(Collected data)
────

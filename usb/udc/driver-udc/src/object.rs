//! The descriptor graph a gadget binds to a controller.
//!
//! The controller walks it to answer GET_DESCRIPTOR and to look up endpoints when transfers
//! are queued.

use crate::usb::{
    ConfigDescriptor, DescriptorKind, DeviceDescriptor, EndpointDescriptor, InterfaceDescriptor,
    StringDescriptor, SuperSpeedCompanionDescriptor,
};

#[derive(Clone, Debug)]
pub struct EndpointObject {
    pub desc: EndpointDescriptor,
    pub companion: Option<SuperSpeedCompanionDescriptor>,
}

#[derive(Clone, Debug)]
pub struct InterfaceObject {
    pub desc: InterfaceDescriptor,
    pub endpoints: Vec<EndpointObject>,
}

#[derive(Clone, Debug)]
pub struct ConfigObject {
    pub desc: ConfigDescriptor,
    pub interfaces: Vec<InterfaceObject>,
}

#[derive(Clone, Debug)]
pub struct DeviceObject {
    pub device: DeviceDescriptor,
    /// Indexed by string descriptor index; entry zero holds the LANGIDs.
    pub strings: Vec<StringDescriptor>,
    pub configs: Vec<ConfigObject>,
}

impl ConfigObject {
    /// Sum of the lengths of this configuration and every descriptor nested under it.
    pub fn total_length(&self) -> u16 {
        let nested: u16 = self
            .interfaces
            .iter()
            .map(|interface| {
                u16::from(interface.desc.length)
                    + interface
                        .endpoints
                        .iter()
                        .map(|ep| {
                            u16::from(ep.desc.length)
                                + ep.companion.map_or(0, |c| u16::from(c.length))
                        })
                        .sum::<u16>()
            })
            .sum();
        u16::from(self.desc.length) + nested
    }

    /// The blob returned for GET_DESCRIPTOR(Configuration): the configuration descriptor
    /// followed, for each interface, by the interface and then its endpoints.
    pub fn to_bytes(&self) -> Vec<u8> {
        let mut bytes = Vec::with_capacity(usize::from(self.total_length()));
        bytes.extend_from_slice(&self.desc.to_bytes());
        for interface in &self.interfaces {
            bytes.extend_from_slice(&interface.desc.to_bytes());
            for ep in &interface.endpoints {
                bytes.extend_from_slice(&ep.desc.to_bytes());
                if let Some(companion) = ep.companion {
                    bytes.extend_from_slice(&companion.to_bytes());
                }
            }
        }
        bytes
    }

    pub fn endpoints(&self) -> impl Iterator<Item = &EndpointObject> {
        self.interfaces
            .iter()
            .flat_map(|interface| interface.endpoints.iter())
    }
}

impl DeviceObject {
    pub fn config_by_value(&self, value: u8) -> Option<&ConfigObject> {
        self.configs
            .iter()
            .find(|config| config.desc.configuration_value == value)
    }

    /// Looks up an endpoint by its address (number and direction bit) in any configuration.
    pub fn endpoint(&self, address: u8) -> Option<&EndpointDescriptor> {
        self.configs
            .iter()
            .flat_map(ConfigObject::endpoints)
            .map(|ep| &ep.desc)
            .find(|desc| desc.address == address)
    }

    pub fn string(&self, index: u8) -> Option<&StringDescriptor> {
        self.strings.get(usize::from(index))
    }

    /// Answers a standard GET_DESCRIPTOR request.
    pub fn get_descriptor(&self, kind: u8, index: u8) -> Option<Vec<u8>> {
        match DescriptorKind::from_value(kind)? {
            DescriptorKind::Device => Some(self.device.to_bytes().to_vec()),
            DescriptorKind::Configuration => self
                .configs
                .get(usize::from(index))
                .map(ConfigObject::to_bytes),
            DescriptorKind::String => self.string(index).map(StringDescriptor::to_bytes),
            _ => None,
        }
    }
}

#[cfg(test)]
mod tests {
    use super::*;
    use crate::usb::{ConfigAttributes, EndpDirection, EndpointTy, LANG_EN_US};

    fn device() -> DeviceObject {
        let mut config = ConfigDescriptor::new(3, ConfigAttributes::empty(), 50);
        config.interfaces = 1;
        let mut interface = InterfaceDescriptor::new(0, 0xFF, 0, 0);
        interface.endpoints = 1;
        let ep = EndpointDescriptor::new(1, EndpDirection::In, EndpointTy::Bulk, 64);
        let mut config = ConfigObject {
            desc: config,
            interfaces: vec![InterfaceObject {
                desc: interface,
                endpoints: vec![EndpointObject {
                    desc: ep,
                    companion: None,
                }],
            }],
        };
        config.desc.total_length = config.total_length();

        let mut device = DeviceDescriptor::new(0x0200, 64, 1, 2, 3);
        device.configurations = 1;
        DeviceObject {
            device,
            strings: vec![
                StringDescriptor::languages(&[LANG_EN_US]),
                StringDescriptor::new("a"),
            ],
            configs: vec![config],
        }
    }

    #[test]
    fn walk_graph() {
        let device = device();

        assert!(device.config_by_value(3).is_some());
        assert!(device.config_by_value(1).is_none());
        assert!(device.endpoint(0x81).is_some());
        assert!(device.endpoint(0x01).is_none());
        assert_eq!(device.configs[0].total_length(), 25);
    }

    #[test]
    fn get_descriptor() {
        let device = device();

        let config = device
            .get_descriptor(DescriptorKind::Configuration as u8, 0)
            .unwrap();
        assert_eq!(config.len(), 25);
        assert_eq!(&config[2..4], &[25, 0]);
        assert_eq!(
            device.get_descriptor(DescriptorKind::Device as u8, 0).unwrap().len(),
            18
        );
        assert_eq!(
            device.get_descriptor(DescriptorKind::String as u8, 1),
            Some(vec![4, 3, b'a', 0])
        );
        assert_eq!(device.get_descriptor(DescriptorKind::String as u8, 9), None);
        assert_eq!(device.get_descriptor(DescriptorKind::Endpoint as u8, 0), None);
    }
}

────

The problem:
When the word "EndpointDescriptor" shows up in a line of the entries, report that line.

Output of the exercise:
    ConfigDescriptor, DescriptorKind, DeviceDescriptor, EndpointDescriptor, InterfaceDescriptor,
    pub desc: EndpointDescriptor,
    pub fn endpoint(&self, address: u8) -> Option<&EndpointDescriptor> {
        let ep = EndpointDescriptor::new(1, EndpDirection::In, EndpointTy::Bulk, 64);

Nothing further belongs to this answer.